For less frequented relations and for operational flexibility, a 2001 study proposed a train created by scaling down the planned commercial version of the HSR-350x, by shortening the train, removing powered bogies from intermediate cars, and lowering top speed.
Hyundai Rotem received orders for altogether 24 such trains, called KTX-II, in three batches from July 2006 to December 2008.

Design speed is 330 km/h, and revenue service speed is 305 km/h. The power electronics uses newer technology than the HSR-350x, and the front is a new design, too. The trainsets, of which two can be coupled together, consist of two traction heads and eight articulated passenger cars, and seat 363 passengers in two classes, with enhanced comfort relative to the KTX-I. The domestic added value of the trains was increased to 87%, compared to 58% for the KTX-I. Imported parts include the pantographs, semiconductors in the power electronics, front design, couplers and final drives.
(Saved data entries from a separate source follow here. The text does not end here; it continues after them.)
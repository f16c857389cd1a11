use serde::{Deserialize, Serialize};

use crate::models::{Driver, Truck};

// Body de POST /drivers/:id/assign-truck
#[derive(Debug, Clone, Copy, Default, Serialize, Deserialize, PartialEq, Eq)]
pub struct AssignTruckRequest {
    pub truck_id: Option<i32>,
}

// Body de POST /trucks/:id/assign-driver
#[derive(Debug, Clone, Copy, Default, Serialize, Deserialize, PartialEq, Eq)]
pub struct AssignDriverRequest {
    pub driver_id: Option<i32>,
}

/// Resultado de una asignación: el driver actualizado, el truck destino
/// y el truck liberado (si el driver tenía otro).
#[derive(Debug, Clone, Default, Serialize, Deserialize, PartialEq, Eq)]
pub struct AssignmentOutcome {
    pub driver: Option<Driver>,
    pub truck: Option<Truck>,
    pub released_truck: Option<Truck>,
}
//! Modelo de DriverType (tabla de lookup)

use serde::{Deserialize, Serialize};
use sqlx::FromRow;

#[derive(Debug, Clone, Serialize, Deserialize, FromRow, PartialEq, Eq)]
pub struct DriverType {
    pub driver_type_id: i32,
    pub driver_type: String,
}
//! Modelo de Truck
//! 
//! Un truck está `assigned` si y solo si exactamente un driver lo referencia.

use serde::{Deserialize, Serialize};
use sqlx::{FromRow, Type};
use std::fmt;

/// Estado del truck - mapea al ENUM truck_status
#[derive(Debug, Clone, Copy, Serialize, Deserialize, Type, PartialEq, Eq, Hash, Default)]
#[sqlx(type_name = "truck_status", rename_all = "lowercase")]
#[serde(rename_all = "lowercase")]
pub enum TruckStatus {
    #[default]
    Available,
    Maintenance,
    Assigned,
}

impl TruckStatus {
    pub fn as_str(&self) -> &'static str {
        match self {
            TruckStatus::Available => "available",
            TruckStatus::Maintenance => "maintenance",
            TruckStatus::Assigned => "assigned",
        }
    }
}

impl fmt::Display for TruckStatus {
    fn fmt(&self, f: &mut fmt::Formatter<'_>) -> fmt::Result {
        f.write_str(self.as_str())
    }
}

/// Truck - mapea exactamente a la tabla trucks
#[derive(Debug, Clone, Serialize, Deserialize, FromRow, PartialEq, Eq)]
pub struct Truck {
    pub truck_id: i32,
    pub unit_number: String,
    pub year: i32,
    pub status: TruckStatus,
}

impl Truck {
    pub fn is_assigned(&self) -> bool {
        self.status == TruckStatus::Assigned
    }
}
The train was developed on the basis of the transferred TGV technology, but more advanced technology was used for the new motors, power electronics and additional brake systems, while the passenger cars were made of aluminum to save weight, and the nose was a new design with reduced aerodynamic drag. Test runs were conducted between 2002 and 2008, in the course of which HSR-350x achieved the South Korean rail speed record of 352.4 km/h on December 16, 2004.

The KTX-II was officially renamed as KTX-Sancheon after the Korean name of the indigenous fish cherry salmon before the first units started commercial service on March 2, 2010.

However, within weeks of its initial launch, mechanical and design flaws began to appear, in some cases causing trains to stop running and forcing passengers to leave the train and walk back to the station, and in one particular case derailing from the tracks on February 11, 2011. Although the trains were designed to be a domestically built replacement for the French built Alstom trains, due to over 30 malfunctions since March 2, 2010, Korail asked manufacturer Hyundai-Rotem to recall all 19 of the trains in operation after finding cracks in two anchor bands in May 2011.
 Following the recall, the KTX-Sancheon trains were put back in service.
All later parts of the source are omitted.